There are a few questions here:

  1. What are the second order effects of the above changes on light clients, L2s, bridges, coprocessors and other protocols that rely on frequent account & storage proofs?
  2. Can we both optimize the state commitment for SNARK proving and for native execution speed?
  3. What is the widest state commitment that we can get with the tools we have available to us? What second order effects are there around the witness size?

Reth’s horizontal scaling roadmap

We will execute on multiple of the above points throughout 2024 and achieve our goal of 1gigagas/sec.

However, vertical scaling ultimately encounters physical and practical limits. No single machine can handle the world's computing needs.

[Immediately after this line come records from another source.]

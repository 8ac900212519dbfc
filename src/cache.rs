//! Session-scoped cache of reference data (colors and sizes).
//!
//! Each form session owns one epoch of the cache. Fetches capture the epoch they
//! were started for and only write their result back if it is still current, so
//! a late response for a session that has since closed is dropped.

use crate::api::{CatalogApi, with_timeout};
use crate::errors::{Error, ReferenceKind, Result};
use crate::models::{Color, Size};
use std::sync::Arc;
use std::time::Duration;
use tokio::sync::RwLock;
use tokio::task::JoinHandle;
use tracing::{debug, info, trace, warn};

/// Load state of one reference list.
#[derive(Debug, Clone, PartialEq, Eq)]
pub enum ReferenceList<T> {
    /// Nothing requested yet
    Idle,
    /// Request in flight
    Loading,
    /// Fetched successfully
    Loaded(Vec<T>),
    /// Fetch failed; the list reads as empty and the message is shown as a warning
    Failed(String),
}

impl<T> Default for ReferenceList<T> {
    fn default() -> Self {
        Self::Idle
    }
}

impl<T> ReferenceList<T> {
    /// The items, or an empty slice unless loaded.
    #[must_use]
    pub fn items(&self) -> &[T] {
        match self {
            Self::Loaded(items) => items,
            _ => &[],
        }
    }

    #[must_use]
    pub const fn is_loading(&self) -> bool {
        matches!(self, Self::Loading)
    }

    /// Warning text for a failed load.
    #[must_use]
    pub fn warning(&self) -> Option<&str> {
        match self {
            Self::Failed(message) => Some(message),
            _ => None,
        }
    }
}

#[derive(Debug, Default)]
struct ReferenceState {
    epoch: u64,
    colors: ReferenceList<Color>,
    sizes: ReferenceList<Size>,
}

/// Shared handle to the reference lists of the active session.
#[derive(Debug, Clone, Default)]
pub struct ReferenceCache {
    inner: Arc<RwLock<ReferenceState>>,
}

impl ReferenceCache {
    #[must_use]
    pub fn new() -> Self {
        Self::default()
    }

    /// Current epoch.
    pub async fn epoch(&self) -> u64 {
        self.inner.read().await.epoch
    }

    /// Starts a new epoch and empties both lists. Fetches started for an older
    /// epoch will no longer apply.
    pub async fn reset(&self) -> u64 {
        let mut state = self.inner.write().await;
        state.epoch += 1;
        state.colors = ReferenceList::Idle;
        state.sizes = ReferenceList::Idle;
        trace!("Reference cache reset to epoch {}", state.epoch);
        state.epoch
    }

    pub async fn colors(&self) -> ReferenceList<Color> {
        self.inner.read().await.colors.clone()
    }

    pub async fn sizes(&self) -> ReferenceList<Size> {
        self.inner.read().await.sizes.clone()
    }

    pub async fn find_color(&self, color_id: i64) -> Option<Color> {
        let state = self.inner.read().await;
        state.colors.items().iter().find(|c| c.id == color_id).cloned()
    }

    pub async fn find_size(&self, size_id: i64) -> Option<Size> {
        let state = self.inner.read().await;
        state.sizes.items().iter().find(|s| s.id == size_id).cloned()
    }

    /// Warnings for every list that failed to load.
    pub async fn warnings(&self) -> Vec<String> {
        let state = self.inner.read().await;
        state
            .colors
            .warning()
            .into_iter()
            .chain(state.sizes.warning())
            .map(ToString::to_string)
            .collect()
    }

    /// Fetches the color list for `epoch`, giving up after `timeout`.
    ///
    /// # Errors
    /// Returns `Error::ReferenceData` if the fetch failed or timed out. The
    /// failure is also recorded in the cache, unless the epoch went stale in
    /// the meantime.
    pub async fn refresh_colors(
        &self,
        api: &dyn CatalogApi,
        epoch: u64,
        timeout: Duration,
    ) -> Result<()> {
        if !self.mark_loading(epoch, ReferenceKind::Colors).await {
            return Ok(());
        }
        info!("Refreshing colors cache...");
        let fetched = with_timeout("list colors", timeout, api.list_colors()).await;

        let mut state = self.inner.write().await;
        if state.epoch != epoch {
            debug!("Discarding colors fetched for stale epoch {epoch}");
            return Ok(());
        }
        match fetched {
            Ok(colors) => {
                info!("Colors cache refreshed with {} items.", colors.len());
                state.colors = ReferenceList::Loaded(colors);
                Ok(())
            }
            Err(e) => {
                let message = e.to_string();
                state.colors = ReferenceList::Failed(message.clone());
                Err(Error::ReferenceData {
                    kind: ReferenceKind::Colors,
                    message,
                })
            }
        }
    }

    /// Fetches the sizes of a sales group for `epoch`. Without a sales group
    /// the list is simply empty.
    ///
    /// # Errors
    /// Returns `Error::ReferenceData` if the fetch failed or timed out.
    pub async fn refresh_sizes(
        &self,
        api: &dyn CatalogApi,
        sales_group_id: Option<i64>,
        epoch: u64,
        timeout: Duration,
    ) -> Result<()> {
        let Some(sales_group_id) = sales_group_id else {
            let mut state = self.inner.write().await;
            if state.epoch == epoch {
                state.sizes = ReferenceList::Loaded(Vec::new());
            }
            return Ok(());
        };
        if !self.mark_loading(epoch, ReferenceKind::Sizes).await {
            return Ok(());
        }
        info!("Refreshing sizes cache for sales group {sales_group_id}...");
        let fetched = with_timeout("list sizes", timeout, api.list_sizes(sales_group_id)).await;

        let mut state = self.inner.write().await;
        if state.epoch != epoch {
            debug!("Discarding sizes fetched for stale epoch {epoch}");
            return Ok(());
        }
        match fetched {
            Ok(sizes) => {
                info!("Sizes cache refreshed with {} items.", sizes.len());
                state.sizes = ReferenceList::Loaded(sizes);
                Ok(())
            }
            Err(e) => {
                let message = e.to_string();
                state.sizes = ReferenceList::Failed(message.clone());
                Err(Error::ReferenceData {
                    kind: ReferenceKind::Sizes,
                    message,
                })
            }
        }
    }

    async fn mark_loading(&self, epoch: u64, kind: ReferenceKind) -> bool {
        let mut state = self.inner.write().await;
        if state.epoch != epoch {
            debug!("Skipping {kind} fetch for stale epoch {epoch}");
            return false;
        }
        match kind {
            ReferenceKind::Colors => state.colors = ReferenceList::Loading,
            ReferenceKind::Sizes => state.sizes = ReferenceList::Loading,
        }
        true
    }

    /// Starts both fetches as independent background tasks, each bounded by
    /// `timeout`.
    #[must_use]
    pub fn spawn_refresh(
        &self,
        api: &Arc<dyn CatalogApi>,
        sales_group_id: Option<i64>,
        epoch: u64,
        timeout: Duration,
    ) -> ReferenceLoad {
        let colors = {
            let cache = self.clone();
            let api = Arc::clone(api);
            tokio::spawn(async move {
                if let Err(e) = cache.refresh_colors(api.as_ref(), epoch, timeout).await {
                    warn!("{e}");
                }
            })
        };
        let sizes = {
            let cache = self.clone();
            let api = Arc::clone(api);
            tokio::spawn(async move {
                let refreshed = cache
                    .refresh_sizes(api.as_ref(), sales_group_id, epoch, timeout)
                    .await;
                if let Err(e) = refreshed {
                    warn!("{e}");
                }
            })
        };
        ReferenceLoad { colors, sizes }
    }
}

/// Handles of the background reference fetches of one session.
#[derive(Debug)]
pub struct ReferenceLoad {
    colors: JoinHandle<()>,
    sizes: JoinHandle<()>,
}

impl ReferenceLoad {
    /// Waits for both fetches to settle.
    pub async fn finished(self) {
        let (colors, sizes) = futures::join!(self.colors, self.sizes);
        for joined in [colors, sizes] {
            if let Err(e) = joined {
                warn!("Reference fetch task ended abnormally: {e}");
            }
        }
    }
}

We think there are 2 paths forward here, which allow us to scale out by introducing more boxes as more load arrives:

Multi-Rollup Reth

Today’s L2 stacks require running multiple services to follow the chain: L1 CL, L1 EL, the L1 -> L2 derivation function (which may be bundled with the L2 EL), and the L2 EL. While great for modularity, this gets complicated when running multiple node stacks. Imagine having to run 100 rollups!

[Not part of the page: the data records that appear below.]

//! Bluetooth Low Energy beacon ranging.
//!
//! This module provides:
//! - iBeacon advertisement parsing
//! - Region filters over the beacon identifier triple
//! - The [`RangingSource`] seam that delivers one detection batch per scan period
//! - A BlueZ implementation (behind the `bluetooth` feature)

use std::fmt;
use std::sync::Arc;

use serde::{Deserialize, Serialize};
use thiserror::Error;
use utoipa::ToSchema;
use uuid::Uuid;

use crate::platform::BoxFuture;

/// Apple's Bluetooth SIG company identifier.
pub const APPLE_COMPANY_ID: u16 = 0x004C;

/// iBeacon type and length bytes that follow the company identifier.
pub const IBEACON_PREFIX: [u8; 2] = [0x02, 0x15];

/// Length of the iBeacon manufacturer payload after the company identifier.
pub const IBEACON_PAYLOAD_LEN: usize = 23;

/// Errors from the ranging stack.
#[derive(Debug, Clone, Error)]
pub enum BluetoothError {
    /// No Bluetooth adapter is present.
    #[error("No Bluetooth adapter found")]
    AdapterNotFound,

    /// The adapter exists but is powered off.
    #[error("Bluetooth adapter is powered off")]
    AdapterPoweredOff,

    /// Connecting to the Bluetooth daemon failed.
    #[error("Failed to initialise Bluetooth session: {message}")]
    SessionInitFailed {
        /// Underlying error message.
        message: String,
    },

    /// The ranging service refused to start.
    #[error("Failed to start beacon ranging: {message}")]
    RangingFailed {
        /// Underlying error message.
        message: String,
    },

    /// Anything else reported by the Bluetooth stack.
    #[error("Bluetooth error: {message}")]
    Internal {
        /// Underlying error message.
        message: String,
    },
}

/// Result type for Bluetooth operations.
pub type BluetoothResult<T> = std::result::Result<T, BluetoothError>;

/// A single beacon sighting.
#[derive(Debug, Clone, PartialEq, Eq, Serialize, Deserialize, ToSchema)]
pub struct Beacon {
    /// Proximity UUID (first identifier).
    pub id1: Uuid,
    /// Major (second identifier).
    pub id2: u16,
    /// Minor (third identifier).
    pub id3: u16,
    /// Received signal strength in dBm.
    pub rssi: i16,
    /// Calibrated transmit power at 1 m in dBm.
    pub tx_power: i8,
}

impl Beacon {
    /// The identifier triple as stored: lowercase UUID, decimal major and minor.
    #[must_use]
    pub fn identifiers(&self) -> (String, String, String) {
        (
            self.id1.hyphenated().to_string(),
            self.id2.to_string(),
            self.id3.to_string(),
        )
    }

    /// Key identifying the physical beacon, ignoring signal readings.
    #[must_use]
    pub fn key(&self) -> (Uuid, u16, u16) {
        (self.id1, self.id2, self.id3)
    }
}

impl fmt::Display for Beacon {
    fn fmt(&self, f: &mut fmt::Formatter<'_>) -> fmt::Result {
        write!(
            f,
            "{} {} {} ({} dBm)",
            self.id1.hyphenated(),
            self.id2,
            self.id3,
            self.rssi
        )
    }
}

/// Parse iBeacon manufacturer data.
///
/// `data` is the manufacturer-specific payload with the company identifier
/// already stripped, as BlueZ reports it. Returns `None` for anything that is
/// not an iBeacon frame.
#[must_use]
pub fn parse_ibeacon(company_id: u16, data: &[u8], rssi: i16) -> Option<Beacon> {
    if company_id != APPLE_COMPANY_ID || data.len() < IBEACON_PAYLOAD_LEN {
        return None;
    }
    if data[..2] != IBEACON_PREFIX {
        return None;
    }
    let id1 = Uuid::from_slice(&data[2..18]).ok()?;
    let id2 = u16::from_be_bytes([data[18], data[19]]);
    let id3 = u16::from_be_bytes([data[20], data[21]]);
    let tx_power = i8::from_be_bytes([data[22]]);
    Some(Beacon {
        id1,
        id2,
        id3,
        rssi,
        tx_power,
    })
}

/// Identifier filter for ranging. `None` fields match anything.
#[derive(Debug, Clone, PartialEq, Eq, Serialize, Deserialize)]
pub struct Region {
    /// Name of the region.
    pub unique_id: String,
    /// Proximity UUID filter.
    pub id1: Option<Uuid>,
    /// Major filter.
    pub id2: Option<u16>,
    /// Minor filter.
    pub id3: Option<u16>,
}

impl Region {
    /// A region matching every beacon.
    #[must_use]
    pub fn all(unique_id: impl Into<String>) -> Self {
        Self {
            unique_id: unique_id.into(),
            id1: None,
            id2: None,
            id3: None,
        }
    }

    /// Whether `beacon` falls inside this region.
    #[must_use]
    pub fn matches(&self, beacon: &Beacon) -> bool {
        self.id1.map_or(true, |id| id == beacon.id1)
            && self.id2.map_or(true, |id| id == beacon.id2)
            && self.id3.map_or(true, |id| id == beacon.id3)
    }
}

/// Callback receiving one detection batch per scan period.
///
/// Called on the ranging stack's own task; it must return promptly.
pub type RangeNotifier = Arc<dyn Fn(Vec<Beacon>, &Region) + Send + Sync>;

/// The beacon detection stack.
///
/// Notifiers are additive: adding the same logical consumer twice makes it
/// see every batch twice.
pub trait RangingSource: Send + Sync {
    /// Register a batch callback.
    fn add_range_notifier(&self, notifier: RangeNotifier);

    /// Drop every registered callback.
    fn remove_all_range_notifiers(&self);

    /// Begin periodic batch delivery for `region`.
    fn start_ranging(&self, region: Region) -> BoxFuture<'_, BluetoothResult<()>>;

    /// Stop batch delivery for `region`.
    fn stop_ranging(&self, region: &Region) -> BoxFuture<'_, BluetoothResult<()>>;
}

#[cfg(feature = "bluetooth")]
pub use bluez::BluezRanging;

#[cfg(feature = "bluetooth")]
mod bluez {
    use std::collections::HashMap;
    use std::sync::{Mutex, MutexGuard, PoisonError};
    use std::time::Duration;

    use bluer::{Adapter, AdapterEvent, Address};
    use futures::StreamExt;
    use tokio::task::JoinHandle;
    use tokio::time::MissedTickBehavior;
    use tracing::{debug, info, trace, warn};
    use uuid::Uuid;

    use super::{
        parse_ibeacon, Beacon, BluetoothError, BluetoothResult, BoxFuture, RangeNotifier,
        RangingSource, Region,
    };
    use crate::config::ScanConfig;

    fn lock<T>(m: &Mutex<T>) -> MutexGuard<'_, T> {
        m.lock().unwrap_or_else(PoisonError::into_inner)
    }

    type Notifiers = std::sync::Arc<Mutex<Vec<RangeNotifier>>>;

    /// Ranging over BlueZ discovery events.
    ///
    /// Each scan period collects the latest reading per beacon and hands the
    /// batch to every notifier, then waits the between-scan period.
    pub struct BluezRanging {
        adapter: Adapter,
        scan_period: Duration,
        between_scan_period: Duration,
        notifiers: Notifiers,
        task: Mutex<Option<JoinHandle<()>>>,
    }

    impl BluezRanging {
        /// Create a ranging source on `adapter`.
        #[must_use]
        pub fn new(adapter: Adapter, scan: &ScanConfig) -> Self {
            Self {
                adapter,
                scan_period: Duration::from_millis(scan.scan_period_ms),
                between_scan_period: Duration::from_millis(scan.between_scan_period_ms),
                notifiers: Notifiers::default(),
                task: Mutex::new(None),
            }
        }

        async fn read_beacon(adapter: &Adapter, address: Address) -> Option<Beacon> {
            let device = adapter.device(address).ok()?;
            let rssi = device.rssi().await.ok().flatten()?;
            let data = device.manufacturer_data().await.ok().flatten()?;
            data.iter()
                .find_map(|(company, payload)| parse_ibeacon(*company, payload, rssi))
        }
    }

    impl RangingSource for BluezRanging {
        fn add_range_notifier(&self, notifier: RangeNotifier) {
            lock(&self.notifiers).push(notifier);
        }

        fn remove_all_range_notifiers(&self) {
            lock(&self.notifiers).clear();
        }

        fn start_ranging(&self, region: Region) -> BoxFuture<'_, BluetoothResult<()>> {
            Box::pin(async move {
                if !self.adapter.is_powered().await.unwrap_or(false) {
                    return Err(BluetoothError::AdapterPoweredOff);
                }
                let events = self
                    .adapter
                    .discover_devices_with_changes()
                    .await
                    .map_err(|e| BluetoothError::RangingFailed {
                        message: e.to_string(),
                    })?;

                let adapter = self.adapter.clone();
                let notifiers = self.notifiers.clone();
                let scan_period = self.scan_period;
                let between = self.between_scan_period;
                info!(region = %region.unique_id, ?scan_period, "Starting beacon ranging");

                let handle = tokio::spawn(async move {
                    let mut events = Box::pin(events);
                    let mut seen: HashMap<(Uuid, u16, u16), Beacon> = HashMap::new();
                    let mut ticker = tokio::time::interval(scan_period + between);
                    ticker.set_missed_tick_behavior(MissedTickBehavior::Delay);
                    ticker.tick().await;

                    loop {
                        tokio::select! {
                            event = events.next() => match event {
                                Some(AdapterEvent::DeviceAdded(address)) => {
                                    if let Some(beacon) = Self::read_beacon(&adapter, address).await {
                                        if region.matches(&beacon) {
                                            trace!(%beacon, "Beacon sighted");
                                            seen.insert(beacon.key(), beacon);
                                        }
                                    }
                                }
                                Some(_) => {}
                                None => {
                                    warn!("Discovery stream ended");
                                    break;
                                }
                            },
                            _ = ticker.tick() => {
                                let batch: Vec<Beacon> = seen.drain().map(|(_, b)| b).collect();
                                let current = lock(&notifiers).clone();
                                debug!(beacons = batch.len(), "Delivering range batch");
                                for notifier in &current {
                                    notifier(batch.clone(), &region);
                                }
                            }
                        }
                    }
                });

                if let Some(previous) = lock(&self.task).replace(handle) {
                    previous.abort();
                }
                Ok(())
            })
        }

        fn stop_ranging(&self, region: &Region) -> BoxFuture<'_, BluetoothResult<()>> {
            let unique_id = region.unique_id.clone();
            Box::pin(async move {
                if let Some(handle) = lock(&self.task).take() {
                    handle.abort();
                    info!(region = %unique_id, "Stopped beacon ranging");
                }
                Ok(())
            })
        }
    }

    impl Drop for BluezRanging {
        fn drop(&mut self) {
            if let Some(handle) = lock(&self.task).take() {
                handle.abort();
            }
        }
    }
}
//! HTTP API routes and handlers.
//!
//! - `session` - Start/stop control and the control screen
//! - `preflight` - Permission preflight and the location prompt
//! - `backups` - Backup listing and download
//! - `health` - Service health checks
//! - `error` - API error types
//! - `openapi` - OpenAPI specification generation

use axum::Router;
use tower_http::trace::TraceLayer;
use utoipa::OpenApi;
use utoipa_swagger_ui::SwaggerUi;

use crate::state::SharedState;

pub mod backups;
pub mod error;
pub mod health;
pub mod openapi;
pub mod preflight;
pub mod session;

pub use error::{ApiError, ApiResult, ErrorResponse};
pub use openapi::get_openapi_json;

/// Creates the combined API router with all endpoints.
///
/// # Route Structure
///
/// ```text
/// /health                       - Health check
/// /docs                         - Swagger UI
/// /api
/// ├── /session                  - Session state, toggle, start, stop
/// ├── /preflight                - Run the preflight
/// ├── /location-prompt          - Accept or dismiss the location prompt
/// ├── /backups                  - List and download backups
/// └── /openapi.json             - OpenAPI specification (served by Swagger UI)
/// ```
pub fn create_router(state: SharedState) -> Router {
    Router::new()
        .nest("/health", health::router())
        .nest(
            "/api",
            Router::new()
                .nest("/session", session::router())
                .nest("/backups", backups::router())
                .merge(preflight::router()),
        )
        .with_state(state)
        .merge(SwaggerUi::new("/docs").url("/api/openapi.json", openapi::ApiDoc::openapi()))
        .layer(TraceLayer::new_for_http())
}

We want to allow launching rollups in the same process as Reth and drive the operating cost of running thousands of rollups to almost zero.

We are already underway with this with our Execution Extensions projects ([1], [2]), more in the coming weeks here.

Cloud-native Reth

High performance sequencers may have enough demand on a single chain that they need to scale out to beyond a single machine. This is not possible in today’s monolithic node implementations.

We want to allow running Cloud-native Reth nodes, deployed as a service stack that can autoscale with compute demand and use the seemingly infinite cloud object storage for persistence. This is a common architecture in serverless database projects such as NeonDB, CockroachDB or Amazon Aurora.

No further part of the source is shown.